▶ Directions
Every line below containing the word "parsed" should be found and copied.

▼▼▼

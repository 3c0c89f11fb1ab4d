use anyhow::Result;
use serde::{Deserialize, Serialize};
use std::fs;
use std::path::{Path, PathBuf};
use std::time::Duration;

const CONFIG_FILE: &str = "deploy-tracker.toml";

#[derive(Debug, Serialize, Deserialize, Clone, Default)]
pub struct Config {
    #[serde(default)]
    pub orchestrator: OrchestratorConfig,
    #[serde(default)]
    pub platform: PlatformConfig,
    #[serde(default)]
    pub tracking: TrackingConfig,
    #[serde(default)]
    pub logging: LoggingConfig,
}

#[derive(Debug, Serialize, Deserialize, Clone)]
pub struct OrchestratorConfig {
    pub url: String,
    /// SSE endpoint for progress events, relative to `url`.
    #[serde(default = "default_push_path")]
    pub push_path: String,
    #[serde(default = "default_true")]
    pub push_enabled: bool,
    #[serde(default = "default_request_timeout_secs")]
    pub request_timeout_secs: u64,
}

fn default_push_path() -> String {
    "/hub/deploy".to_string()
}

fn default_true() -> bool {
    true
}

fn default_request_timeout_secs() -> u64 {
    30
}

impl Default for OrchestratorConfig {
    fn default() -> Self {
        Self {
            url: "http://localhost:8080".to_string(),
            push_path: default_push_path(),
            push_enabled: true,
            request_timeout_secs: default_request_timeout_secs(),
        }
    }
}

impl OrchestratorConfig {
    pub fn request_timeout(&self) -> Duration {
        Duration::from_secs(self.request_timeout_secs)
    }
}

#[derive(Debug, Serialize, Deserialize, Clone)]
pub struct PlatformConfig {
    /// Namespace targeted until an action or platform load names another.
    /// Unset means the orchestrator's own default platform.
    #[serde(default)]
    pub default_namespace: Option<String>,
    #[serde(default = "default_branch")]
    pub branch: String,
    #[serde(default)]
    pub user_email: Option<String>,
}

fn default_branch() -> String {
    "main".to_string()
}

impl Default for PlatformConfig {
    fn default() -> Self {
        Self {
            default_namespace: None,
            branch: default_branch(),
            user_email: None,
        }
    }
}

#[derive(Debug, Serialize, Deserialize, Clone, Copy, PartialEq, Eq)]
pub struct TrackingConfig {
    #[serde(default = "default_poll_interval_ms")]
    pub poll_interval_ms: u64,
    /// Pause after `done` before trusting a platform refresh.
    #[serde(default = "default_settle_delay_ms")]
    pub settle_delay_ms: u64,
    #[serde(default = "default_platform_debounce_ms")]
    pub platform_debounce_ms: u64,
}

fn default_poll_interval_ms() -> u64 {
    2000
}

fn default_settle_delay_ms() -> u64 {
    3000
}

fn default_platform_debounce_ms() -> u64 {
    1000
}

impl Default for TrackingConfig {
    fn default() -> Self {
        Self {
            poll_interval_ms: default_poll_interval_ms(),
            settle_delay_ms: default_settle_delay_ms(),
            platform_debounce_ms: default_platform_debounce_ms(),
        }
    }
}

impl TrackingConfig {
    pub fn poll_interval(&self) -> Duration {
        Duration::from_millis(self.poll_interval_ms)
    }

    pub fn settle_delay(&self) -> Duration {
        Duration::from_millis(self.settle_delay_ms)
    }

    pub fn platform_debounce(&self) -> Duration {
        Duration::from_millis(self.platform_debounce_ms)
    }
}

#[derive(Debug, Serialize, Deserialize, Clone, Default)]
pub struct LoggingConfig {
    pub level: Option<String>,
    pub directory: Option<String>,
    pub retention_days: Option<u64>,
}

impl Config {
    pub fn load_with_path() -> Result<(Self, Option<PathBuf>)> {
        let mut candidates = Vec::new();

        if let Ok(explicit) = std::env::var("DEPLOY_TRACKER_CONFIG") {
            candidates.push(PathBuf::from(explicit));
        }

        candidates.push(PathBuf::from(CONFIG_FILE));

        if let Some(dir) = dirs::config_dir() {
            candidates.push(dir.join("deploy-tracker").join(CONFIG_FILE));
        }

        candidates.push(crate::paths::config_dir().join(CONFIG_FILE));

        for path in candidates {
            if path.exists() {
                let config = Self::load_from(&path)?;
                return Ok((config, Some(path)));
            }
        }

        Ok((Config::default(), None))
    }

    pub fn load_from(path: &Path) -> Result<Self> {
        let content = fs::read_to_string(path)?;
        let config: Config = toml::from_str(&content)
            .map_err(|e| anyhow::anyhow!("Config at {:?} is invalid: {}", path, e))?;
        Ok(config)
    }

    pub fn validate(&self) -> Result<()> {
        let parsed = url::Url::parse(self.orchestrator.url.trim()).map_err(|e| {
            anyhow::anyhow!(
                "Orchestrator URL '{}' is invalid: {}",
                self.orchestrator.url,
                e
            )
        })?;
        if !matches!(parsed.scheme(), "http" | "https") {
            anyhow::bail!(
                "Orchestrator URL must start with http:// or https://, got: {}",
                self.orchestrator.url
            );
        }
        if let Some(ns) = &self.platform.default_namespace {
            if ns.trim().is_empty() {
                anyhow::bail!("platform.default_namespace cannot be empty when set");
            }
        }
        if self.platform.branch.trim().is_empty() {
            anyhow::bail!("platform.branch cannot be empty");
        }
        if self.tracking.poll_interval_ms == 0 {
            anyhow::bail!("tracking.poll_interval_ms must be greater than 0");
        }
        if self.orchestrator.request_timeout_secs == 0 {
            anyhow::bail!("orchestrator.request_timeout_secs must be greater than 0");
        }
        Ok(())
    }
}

▲▲▲
▼▼▼

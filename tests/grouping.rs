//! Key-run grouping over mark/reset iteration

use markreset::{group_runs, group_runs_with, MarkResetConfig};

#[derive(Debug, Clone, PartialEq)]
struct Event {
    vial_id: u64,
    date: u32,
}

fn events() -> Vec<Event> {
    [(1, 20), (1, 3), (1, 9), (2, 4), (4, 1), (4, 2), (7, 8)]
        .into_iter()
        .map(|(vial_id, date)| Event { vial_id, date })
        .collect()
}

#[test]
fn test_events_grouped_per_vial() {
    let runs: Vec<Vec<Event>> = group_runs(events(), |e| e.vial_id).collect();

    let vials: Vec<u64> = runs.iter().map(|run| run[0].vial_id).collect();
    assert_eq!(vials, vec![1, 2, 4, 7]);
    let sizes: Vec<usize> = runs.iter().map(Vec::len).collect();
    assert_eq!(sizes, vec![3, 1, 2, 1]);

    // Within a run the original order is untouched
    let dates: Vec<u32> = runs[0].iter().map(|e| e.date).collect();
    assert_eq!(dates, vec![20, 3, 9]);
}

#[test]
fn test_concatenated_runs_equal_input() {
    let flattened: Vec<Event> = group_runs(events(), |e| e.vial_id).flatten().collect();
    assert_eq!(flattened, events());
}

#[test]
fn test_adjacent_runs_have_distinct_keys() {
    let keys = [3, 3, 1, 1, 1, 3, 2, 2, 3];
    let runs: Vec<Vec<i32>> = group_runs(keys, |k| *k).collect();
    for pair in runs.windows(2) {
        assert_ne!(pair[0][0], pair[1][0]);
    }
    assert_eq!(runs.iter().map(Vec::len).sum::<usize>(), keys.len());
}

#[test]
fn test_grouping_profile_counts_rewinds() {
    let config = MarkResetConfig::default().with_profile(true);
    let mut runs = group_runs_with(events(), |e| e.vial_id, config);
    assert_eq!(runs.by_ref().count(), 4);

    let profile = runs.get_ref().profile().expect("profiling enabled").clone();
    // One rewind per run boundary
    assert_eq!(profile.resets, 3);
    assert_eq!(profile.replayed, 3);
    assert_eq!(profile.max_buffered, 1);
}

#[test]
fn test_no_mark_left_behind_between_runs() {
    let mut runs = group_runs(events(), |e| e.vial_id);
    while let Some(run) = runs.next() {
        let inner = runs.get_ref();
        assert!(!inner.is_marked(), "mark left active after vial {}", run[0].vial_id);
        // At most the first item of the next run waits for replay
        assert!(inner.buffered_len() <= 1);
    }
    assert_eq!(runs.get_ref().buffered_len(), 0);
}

▲▲▲

▶ Task solution
        let parsed = url::Url::parse(self.orchestrator.url.trim()).map_err(|e| {
        if !matches!(parsed.scheme(), "http" | "https") {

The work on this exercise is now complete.